| Requirement |
Give the records again in full, exactly as they are.

| Material provided |
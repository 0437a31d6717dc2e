//! The unified error type for the CUSTOS governance core.
//!
//! All fallible operations return `CustosResult<T>`. Variants carry enough
//! context to produce actionable audit entries; terminal rejections and
//! escalations are always recorded to the ledger before being returned.

use thiserror::Error;

/// The unified error type for the governance core.
#[derive(Debug, Error)]
pub enum CustosError {
    /// The intent failed structural intake checks before any axiom was
    /// evaluated. Never retried by the core.
    #[error("malformed intent: {reason}")]
    MalformedIntent { reason: String },

    /// A hard axiom rejected the intent. Terminal for this intent; the
    /// originator may submit a revised one.
    #[error("axiom '{axiom_id}' violated by intent '{intent_id}'")]
    AxiomViolation { axiom_id: String, intent_id: String },

    /// The intent lost a priority-lattice conflict to a higher-priority
    /// intent. Terminal for the losing intent.
    #[error("intent '{intent_id}' lost priority conflict to '{winner_id}'")]
    LostPriorityConflict { intent_id: String, winner_id: String },

    /// An exact priority tie cannot be broken automatically; the conflict
    /// has been escalated for human input.
    #[error("priority tie requires escalation '{escalation_id}'")]
    TieRequiresEscalation { escalation_id: String },

    /// Release requested for an intent that still sits in an unreconciled
    /// conflict component. Refused until `reconcile` settles the component.
    #[error("intent '{intent_id}' is in an unreconciled conflict component")]
    UnresolvedConflict { intent_id: String },

    /// A rollback targeted a checkpoint that does not exist. Governed state
    /// is unchanged.
    #[error("unknown checkpoint '{checkpoint_id}'")]
    UnknownCheckpoint { checkpoint_id: String },

    /// A committed intent between the target checkpoint and the present was
    /// marked as having an external side effect. The core cannot un-execute
    /// it; the rollback is refused and the discrepancy reported.
    #[error(
        "cannot roll back past intent '{intent_id}': committed with an external side effect"
    )]
    IrreversibleSideEffect { intent_id: String },

    /// A stored checkpoint blob no longer matches its recorded digest.
    #[error("checkpoint '{checkpoint_id}' failed integrity verification")]
    CheckpointCorrupt { checkpoint_id: String },

    /// The named path does not exist in the checkpoint state being restored.
    #[error("state path '{path}' not found in checkpoint '{checkpoint_id}'")]
    UnknownStatePath { checkpoint_id: String, path: String },

    /// An axiom append raced a newer version. Reported to the human-authoring
    /// path; the store is unchanged.
    #[error(
        "version conflict on axiom '{axiom_id}': version {proposed} is not newer than committed version {existing}"
    )]
    VersionConflict {
        axiom_id: String,
        existing: u32,
        proposed: u32,
    },

    /// Chain verification found a record whose linkage or content hash does
    /// not hold. Never auto-repaired; dependent operations halt until an
    /// operator clears the break.
    #[error("audit chain break detected at sequence {sequence}")]
    AuditChainBreak { sequence: u64 },

    /// The referenced intent is not known to the kernel.
    #[error("unknown intent '{intent_id}'")]
    UnknownIntent { intent_id: String },

    /// The referenced escalation is not known to the gateway.
    #[error("unknown escalation '{escalation_id}'")]
    UnknownEscalation { escalation_id: String },

    /// The operation is not legal in the intent's current lifecycle phase.
    #[error("intent '{intent_id}' is {phase}; {operation} is not permitted")]
    InvalidPhase {
        intent_id: String,
        phase: String,
        operation: String,
    },

    /// A constraint set failed to load or failed structural validation.
    /// Fatal at startup.
    #[error("configuration error: {reason}")]
    ConfigError { reason: String },

    /// The ledger could not persist a record. A decision that cannot be
    /// audited cannot be returned.
    #[error("audit write failed: {reason}")]
    AuditWriteFailed { reason: String },
}

/// Convenience alias used throughout the CUSTOS crates.
pub type CustosResult<T> = Result<T, CustosError>;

| Response to this task |
repository 0437a31d6717dc2e
//! The unified error type for the CUSTOS governance core.
//!
//! All fallible operations return `CustosResult<T>`. Variants carry enough
//! context to produce actionable audit entries; terminal rejections and
//! escalations are always recorded to the ledger before being returned.

use thiserror::Error;

/// The unified error type for the governance core.
#[derive(Debug, Error)]
pub enum CustosError {
    /// The intent failed structural intake checks before any axiom was
    /// evaluated. Never retried by the core.
    #[error("malformed intent: {reason}")]
    MalformedIntent { reason: String },

    /// A hard axiom rejected the intent. Terminal for this intent; the
    /// originator may submit a revised one.
    #[error("axiom '{axiom_id}' violated by intent '{intent_id}'")]
    AxiomViolation { axiom_id: String, intent_id: String },

    /// The intent lost a priority-lattice conflict to a higher-priority
    /// intent. Terminal for the losing intent.
    #[error("intent '{intent_id}' lost priority conflict to '{winner_id}'")]
    LostPriorityConflict { intent_id: String, winner_id: String },

    /// An exact priority tie cannot be broken automatically; the conflict
    /// has been escalated for human input.
    #[error("priority tie requires escalation '{escalation_id}'")]
    TieRequiresEscalation { escalation_id: String },

    /// Release requested for an intent that still sits in an unreconciled
    /// conflict component. Refused until `reconcile` settles the component.
    #[error("intent '{intent_id}' is in an unreconciled conflict component")]
    UnresolvedConflict { intent_id: String },

    /// A rollback targeted a checkpoint that does not exist. Governed state
    /// is unchanged.
    #[error("unknown checkpoint '{checkpoint_id}'")]
    UnknownCheckpoint { checkpoint_id: String },

    /// A committed intent between the target checkpoint and the present was
    /// marked as having an external side effect. The core cannot un-execute
    /// it; the rollback is refused and the discrepancy reported.
    #[error(
        "cannot roll back past intent '{intent_id}': committed with an external side effect"
    )]
    IrreversibleSideEffect { intent_id: String },

    /// A stored checkpoint blob no longer matches its recorded digest.
    #[error("checkpoint '{checkpoint_id}' failed integrity verification")]
    CheckpointCorrupt { checkpoint_id: String },

    /// The named path does not exist in the checkpoint state being restored.
    #[error("state path '{path}' not found in checkpoint '{checkpoint_id}'")]
    UnknownStatePath { checkpoint_id: String, path: String },

    /// An axiom append raced a newer version. Reported to the human-authoring
    /// path; the store is unchanged.
    #[error(
        "version conflict on axiom '{axiom_id}': version {proposed} is not newer than committed version {existing}"
    )]
    VersionConflict {
        axiom_id: String,
        existing: u32,
        proposed: u32,
    },

    /// Chain verification found a record whose linkage or content hash does
    /// not hold. Never auto-repaired; dependent operations halt until an
    /// operator clears the break.
    #[error("audit chain break detected at sequence {sequence}")]
    AuditChainBreak { sequence: u64 },

    /// The referenced intent is not known to the kernel.
    #[error("unknown intent '{intent_id}'")]
    UnknownIntent { intent_id: String },

    /// The referenced escalation is not known to the gateway.
    #[error("unknown escalation '{escalation_id}'")]
    UnknownEscalation { escalation_id: String },

    /// The operation is not legal in the intent's current lifecycle phase.
    #[error("intent '{intent_id}' is {phase}; {operation} is not permitted")]
    InvalidPhase {
        intent_id: String,
        phase: String,
        operation: String,
    },

    /// A constraint set failed to load or failed structural validation.
    /// Fatal at startup.
    #[error("configuration error: {reason}")]
    ConfigError { reason: String },

    /// The ledger could not persist a record. A decision that cannot be
    /// audited cannot be returned.
    #[error("audit write failed: {reason}")]
    AuditWriteFailed { reason: String },
}

/// Convenience alias used throughout the CUSTOS crates.
pub type CustosResult<T> = Result<T, CustosError>;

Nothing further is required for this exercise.